#### Goal of the exercise:
I need the lines below from the one with "two of each" down to the one with "game.advance(ms(999));" reproduced exactly, both ends included, and nothing else.

#### Data for review:

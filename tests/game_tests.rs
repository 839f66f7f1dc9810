//! End-to-end session tests using `MemoryGame`.
//!
//! These drive the engine the way a host does: start a game, forward
//! selections, pass elapsed time, and watch snapshots and signals.

use std::time::Duration;

use memory_match::{
    Epoch, FeedbackError, GameConfig, Item, ItemId, MemoryGame, Phase, Position, Rejection,
    SelectOutcome, Signal, SignalEvent, SignalLog, SnapshotLog, TimerKind,
};

const A: ItemId = ItemId::new(1);
const B: ItemId = ItemId::new(2);

fn ab() -> Vec<Item> {
    vec![
        Item::new(A, "Coconut", "/images/coco.png"),
        Item::new(B, "Ball", "/images/bola.png"),
    ]
}

fn ms(n: u64) -> Duration {
    Duration::from_millis(n)
}

fn pair(game: &MemoryGame, item: ItemId) -> (Position, Position) {
    let positions: Vec<_> = game.state().positions_of(item).collect();
    assert_eq!(positions.len(), 2, "{item} should appear exactly twice");
    (positions[0], positions[1])
}

/// A seeded session with an A/B game already past its reveal phase.
fn playing_game() -> (MemoryGame, SignalLog) {
    let mut game = MemoryGame::new(GameConfig::default().with_seed(42)).unwrap();
    let log = SignalLog::new();
    game.subscribe_feedback(log.clone());

    game.start(ab()).unwrap();
    game.advance(ms(3000));
    assert_eq!(game.phase(), Phase::Playing);
    (game, log)
}

// =============================================================================
// Scenarios
// =============================================================================

#[test]
fn test_full_game_scenario() {
    let mut game = MemoryGame::new(GameConfig::default().with_seed(1)).unwrap();
    let log = SignalLog::new();
    game.subscribe_feedback(log.clone());

    game.start(ab()).unwrap();

    // Deck: 4 tiles, two of each
    let snapshot = game.snapshot();
    assert_eq!(snapshot.tiles.len(), 4);
    assert_eq!(game.state().positions_of(A).count(), 2);
    assert_eq!(game.state().positions_of(B).count(), 2);

    // Revealing: all visible
    assert_eq!(snapshot.phase, Phase::Revealing);
    assert_eq!(snapshot.face_up_count(), 4);

    // Reveal timeout: playing, nothing visible
    assert_eq!(game.advance(ms(3000)), 1);
    let snapshot = game.snapshot();
    assert_eq!(snapshot.phase, Phase::Playing);
    assert_eq!(snapshot.face_up_count(), 0);

    // Match A
    let (a0, a1) = pair(&game, A);
    game.select_tile(a0);
    game.select_tile(a1);
    let snapshot = game.snapshot();
    assert!(snapshot.matched.contains(&A));
    assert_eq!(snapshot.matched_count(), 1);
    assert!(snapshot.selected.is_empty());
    assert_eq!(snapshot.phase, Phase::Playing);

    // Match B: won
    let (b0, b1) = pair(&game, B);
    game.select_tile(b0);
    assert_eq!(game.select_tile(b1), SelectOutcome::Matched { item: B, won: true });
    assert_eq!(game.phase(), Phase::Won);
    assert_eq!(game.snapshot().face_up_count(), 4);

    assert_eq!(
        log.signals(),
        vec![Signal::Match { item: A }, Signal::Match { item: B }, Signal::Won]
    );
}

#[test]
fn test_mismatch_scenario() {
    let (mut game, log) = playing_game();
    let (a0, a1) = pair(&game, A);
    let (b0, b1) = pair(&game, B);

    game.select_tile(a0);
    assert_eq!(
        game.select_tile(b0),
        SelectOutcome::Mismatched { first: a0, second: b0 }
    );

    let snapshot = game.snapshot();
    assert!(snapshot.is_face_up(a0));
    assert!(snapshot.is_face_up(b0));
    assert_eq!(snapshot.selected.len(), 2);

    // Any third pick is rejected while the mismatch is pending
    let before = game.snapshot();
    for position in [a1, b1, a0, b0] {
        assert!(!game.select_tile(position).is_accepted());
    }
    assert_eq!(game.snapshot(), before);

    // Still held just before the timeout
    game.advance(ms(999));
    assert_eq!(game.snapshot().selected.len(), 2);

    game.advance(ms(1));
    let snapshot = game.snapshot();
    assert!(snapshot.selected.is_empty());
    assert!(!snapshot.is_face_up(a0));
    assert!(!snapshot.is_face_up(b0));
    assert!(snapshot.matched.is_empty());
    assert_eq!(snapshot.phase, Phase::Playing);

    assert_eq!(
        log.signals(),
        vec![Signal::Mismatch { first: a0, second: b0 }]
    );

    // Input accepted again
    assert_eq!(game.select_tile(a1), SelectOutcome::Flipped(a1));
}

// =============================================================================
// Rejections
// =============================================================================

#[test]
fn test_input_ignored_while_revealing() {
    let mut game = MemoryGame::new(GameConfig::default().with_seed(3)).unwrap();
    game.start(ab()).unwrap();

    for raw in 0..4 {
        assert_eq!(
            game.select_tile(Position::new(raw)),
            SelectOutcome::Rejected(Rejection::NotPlaying(Phase::Revealing))
        );
    }
    assert!(game.state().selected().is_empty());
}

#[test]
fn test_matched_tile_selection_is_idempotent() {
    let (mut game, _) = playing_game();
    let (a0, a1) = pair(&game, A);
    game.select_tile(a0);
    game.select_tile(a1);

    let before = game.snapshot();
    for _ in 0..3 {
        assert_eq!(
            game.select_tile(a0),
            SelectOutcome::Rejected(Rejection::AlreadyMatched)
        );
        assert_eq!(
            game.select_tile(a1),
            SelectOutcome::Rejected(Rejection::AlreadyMatched)
        );
    }
    assert_eq!(game.snapshot(), before);
}

#[test]
fn test_double_click_same_tile() {
    let (mut game, _) = playing_game();
    let (a0, _) = pair(&game, A);

    assert!(game.select_tile(a0).is_accepted());
    assert_eq!(
        game.select_tile(a0),
        SelectOutcome::Rejected(Rejection::AlreadySelected)
    );
    assert_eq!(game.state().selected(), &[a0]);
}

#[test]
fn test_out_of_range_position() {
    let (mut game, _) = playing_game();
    assert_eq!(
        game.select_tile(Position::new(99)),
        SelectOutcome::Rejected(Rejection::OutOfRange)
    );
}

// =============================================================================
// Win Detection
// =============================================================================

#[test]
fn test_won_fires_exactly_once() {
    let (mut game, log) = playing_game();
    let (a0, a1) = pair(&game, A);
    let (b0, b1) = pair(&game, B);

    for position in [a0, a1, b0, b1] {
        game.select_tile(position);
    }
    assert_eq!(game.phase(), Phase::Won);

    // Hammer the finished board and let time pass
    for position in [a0, a1, b0, b1] {
        game.select_tile(position);
    }
    game.advance(ms(10_000));

    assert_eq!(log.count(Signal::Won), 1);
    assert_eq!(game.phase(), Phase::Won);
    assert_eq!(game.state().matched().len(), 2);
}

#[test]
fn test_celebration_follows_win() {
    let (mut game, log) = playing_game();
    let (a0, a1) = pair(&game, A);
    let (b0, b1) = pair(&game, B);
    for position in [a0, a1, b0, b1] {
        game.select_tile(position);
    }

    assert!(game.is_timer_pending(TimerKind::Celebration));
    assert_eq!(game.next_deadline(), Some(ms(500)));

    game.advance(ms(499));
    assert_eq!(log.count(Signal::Celebrate), 0);

    game.advance(ms(1));
    assert_eq!(log.count(Signal::Celebrate), 1);
    assert_eq!(log.signals().last(), Some(&Signal::Celebrate));
}

#[test]
fn test_single_pair_catalog() {
    let mut game = MemoryGame::new(GameConfig::default().with_seed(5)).unwrap();
    game.start(vec![Item::new(A, "Only", "only.png")]).unwrap();
    game.advance(ms(3000));

    assert_eq!(
        game.select_tile(Position::new(0)),
        SelectOutcome::Flipped(Position::new(0))
    );
    assert_eq!(
        game.select_tile(Position::new(1)),
        SelectOutcome::Matched { item: A, won: true }
    );
    assert_eq!(game.phase(), Phase::Won);
}

// =============================================================================
// Stale Timers
// =============================================================================

#[test]
fn test_restart_during_reveal_ignores_old_reveal_timer() {
    let mut game = MemoryGame::new(GameConfig::default().with_seed(8)).unwrap();
    game.start(ab()).unwrap();

    game.advance(ms(2000));
    let epoch = game.restart().unwrap();
    assert_eq!(epoch, Epoch::new(2));

    // The first game's reveal would have fired at 3000ms
    game.advance(ms(1500));
    assert_eq!(game.phase(), Phase::Revealing);

    // The new game's reveal fires 3000ms after its own start
    game.advance(ms(1500));
    assert_eq!(game.phase(), Phase::Playing);
}

#[test]
fn test_restart_during_mismatch_does_not_clear_new_selection() {
    let (mut game, _) = playing_game();
    let (a0, _) = pair(&game, A);
    let (b0, _) = pair(&game, B);
    game.select_tile(a0);
    game.select_tile(b0);
    assert!(game.is_timer_pending(TimerKind::Mismatch));

    game.start(ab()).unwrap();
    assert!(!game.is_timer_pending(TimerKind::Mismatch));
    game.advance(ms(3000));

    let (a0, _) = pair(&game, A);
    game.select_tile(a0);

    // Long past the old mismatch deadline: the new selection must survive
    game.advance(ms(5000));
    assert_eq!(game.state().selected(), &[a0]);
}

#[test]
fn test_restart_after_win_drops_celebration() {
    let (mut game, log) = playing_game();
    let (a0, a1) = pair(&game, A);
    let (b0, b1) = pair(&game, B);
    for position in [a0, a1, b0, b1] {
        game.select_tile(position);
    }

    game.restart();
    game.advance(ms(10_000));

    assert_eq!(log.count(Signal::Celebrate), 0);
    assert_eq!(game.phase(), Phase::Playing);
}

#[test]
fn test_signals_carry_epoch() {
    let (mut game, log) = playing_game();
    let (a0, a1) = pair(&game, A);
    game.select_tile(a0);
    game.select_tile(a1);

    assert_eq!(
        log.events(),
        vec![SignalEvent::new(Epoch::new(1), Signal::Match { item: A })]
    );
}

// =============================================================================
// Collaborators
// =============================================================================

#[test]
fn test_failing_feedback_does_not_affect_state() {
    let mut game = MemoryGame::new(GameConfig::default().with_seed(42)).unwrap();
    game.subscribe_feedback(|_: &SignalEvent| -> Result<(), FeedbackError> {
        Err(FeedbackError::new("playback unavailable"))
    });
    let log = SignalLog::new();
    game.subscribe_feedback(log.clone());

    game.start(ab()).unwrap();
    game.advance(ms(3000));
    let (a0, a1) = pair(&game, A);
    let (b0, b1) = pair(&game, B);
    for position in [a0, a1, b0, b1] {
        game.select_tile(position);
    }

    assert_eq!(game.phase(), Phase::Won);
    assert_eq!(log.count(Signal::Won), 1);
}

#[test]
fn test_snapshot_observer_sees_every_change() {
    let mut game = MemoryGame::new(GameConfig::default().with_seed(42)).unwrap();
    let snapshots = SnapshotLog::new();
    game.subscribe_snapshots(snapshots.clone());

    game.start(ab()).unwrap();
    assert_eq!(snapshots.len(), 1);
    assert_eq!(snapshots.latest().unwrap().phase, Phase::Revealing);

    game.advance(ms(3000));
    assert_eq!(snapshots.len(), 2);
    assert_eq!(snapshots.latest().unwrap().face_up_count(), 0);

    // Rejected input publishes nothing
    game.select_tile(Position::new(99));
    assert_eq!(snapshots.len(), 2);

    let (a0, _) = pair(&game, A);
    let (b0, _) = pair(&game, B);
    game.select_tile(a0);
    game.select_tile(b0);
    assert_eq!(snapshots.len(), 4);
    assert_eq!(snapshots.latest().unwrap().face_up_count(), 2);

    game.advance(ms(1000));
    assert_eq!(snapshots.len(), 5);
    assert_eq!(snapshots.latest().unwrap().face_up_count(), 0);
}

#[test]
fn test_snapshot_serializes() {
    let (game, _) = playing_game();
    let json = serde_json::to_value(game.snapshot()).unwrap();

    assert_eq!(json["phase"], "Playing");
    assert_eq!(json["tiles"].as_array().unwrap().len(), 4);
    assert_eq!(json["tiles"][0]["face_up"], false);
}

#[test]
fn test_custom_delays() {
    let config = GameConfig::default()
        .with_seed(2)
        .with_reveal_delay(ms(100))
        .with_mismatch_delay(ms(50));
    let mut game = MemoryGame::new(config).unwrap();
    game.start(ab()).unwrap();

    game.advance(ms(100));
    assert_eq!(game.phase(), Phase::Playing);

    let (a0, _) = pair(&game, A);
    let (b0, _) = pair(&game, B);
    game.select_tile(a0);
    game.select_tile(b0);
    assert_eq!(game.next_deadline(), Some(ms(50)));

    game.advance(ms(50));
    assert!(game.state().selected().is_empty());
}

#### Exercise output:
    // Deck: 4 tiles, two of each
    let snapshot = game.snapshot();
    assert_eq!(snapshot.tiles.len(), 4);
    assert_eq!(game.state().positions_of(A).count(), 2);
    assert_eq!(game.state().positions_of(B).count(), 2);

    // Revealing: all visible
    assert_eq!(snapshot.phase, Phase::Revealing);
    assert_eq!(snapshot.face_up_count(), 4);

    // Reveal timeout: playing, nothing visible
    assert_eq!(game.advance(ms(3000)), 1);
    let snapshot = game.snapshot();
    assert_eq!(snapshot.phase, Phase::Playing);
    assert_eq!(snapshot.face_up_count(), 0);

    // Match A
    let (a0, a1) = pair(&game, A);
    game.select_tile(a0);
    game.select_tile(a1);
    let snapshot = game.snapshot();
    assert!(snapshot.matched.contains(&A));
    assert_eq!(snapshot.matched_count(), 1);
    assert!(snapshot.selected.is_empty());
    assert_eq!(snapshot.phase, Phase::Playing);

    // Match B: won
    let (b0, b1) = pair(&game, B);
    game.select_tile(b0);
    assert_eq!(game.select_tile(b1), SelectOutcome::Matched { item: B, won: true });
    assert_eq!(game.phase(), Phase::Won);
    assert_eq!(game.snapshot().face_up_count(), 4);

    assert_eq!(
        log.signals(),
        vec![Signal::Match { item: A }, Signal::Match { item: B }, Signal::Won]
    );
}

#[test]
fn test_mismatch_scenario() {
    let (mut game, log) = playing_game();
    let (a0, a1) = pair(&game, A);
    let (b0, b1) = pair(&game, B);

    game.select_tile(a0);
    assert_eq!(
        game.select_tile(b0),
        SelectOutcome::Mismatched { first: a0, second: b0 }
    );

    let snapshot = game.snapshot();
    assert!(snapshot.is_face_up(a0));
    assert!(snapshot.is_face_up(b0));
    assert_eq!(snapshot.selected.len(), 2);

    // Any third pick is rejected while the mismatch is pending
    let before = game.snapshot();
    for position in [a1, b1, a0, b0] {
        assert!(!game.select_tile(position).is_accepted());
    }
    assert_eq!(game.snapshot(), before);

    // Still held just before the timeout
    game.advance(ms(999));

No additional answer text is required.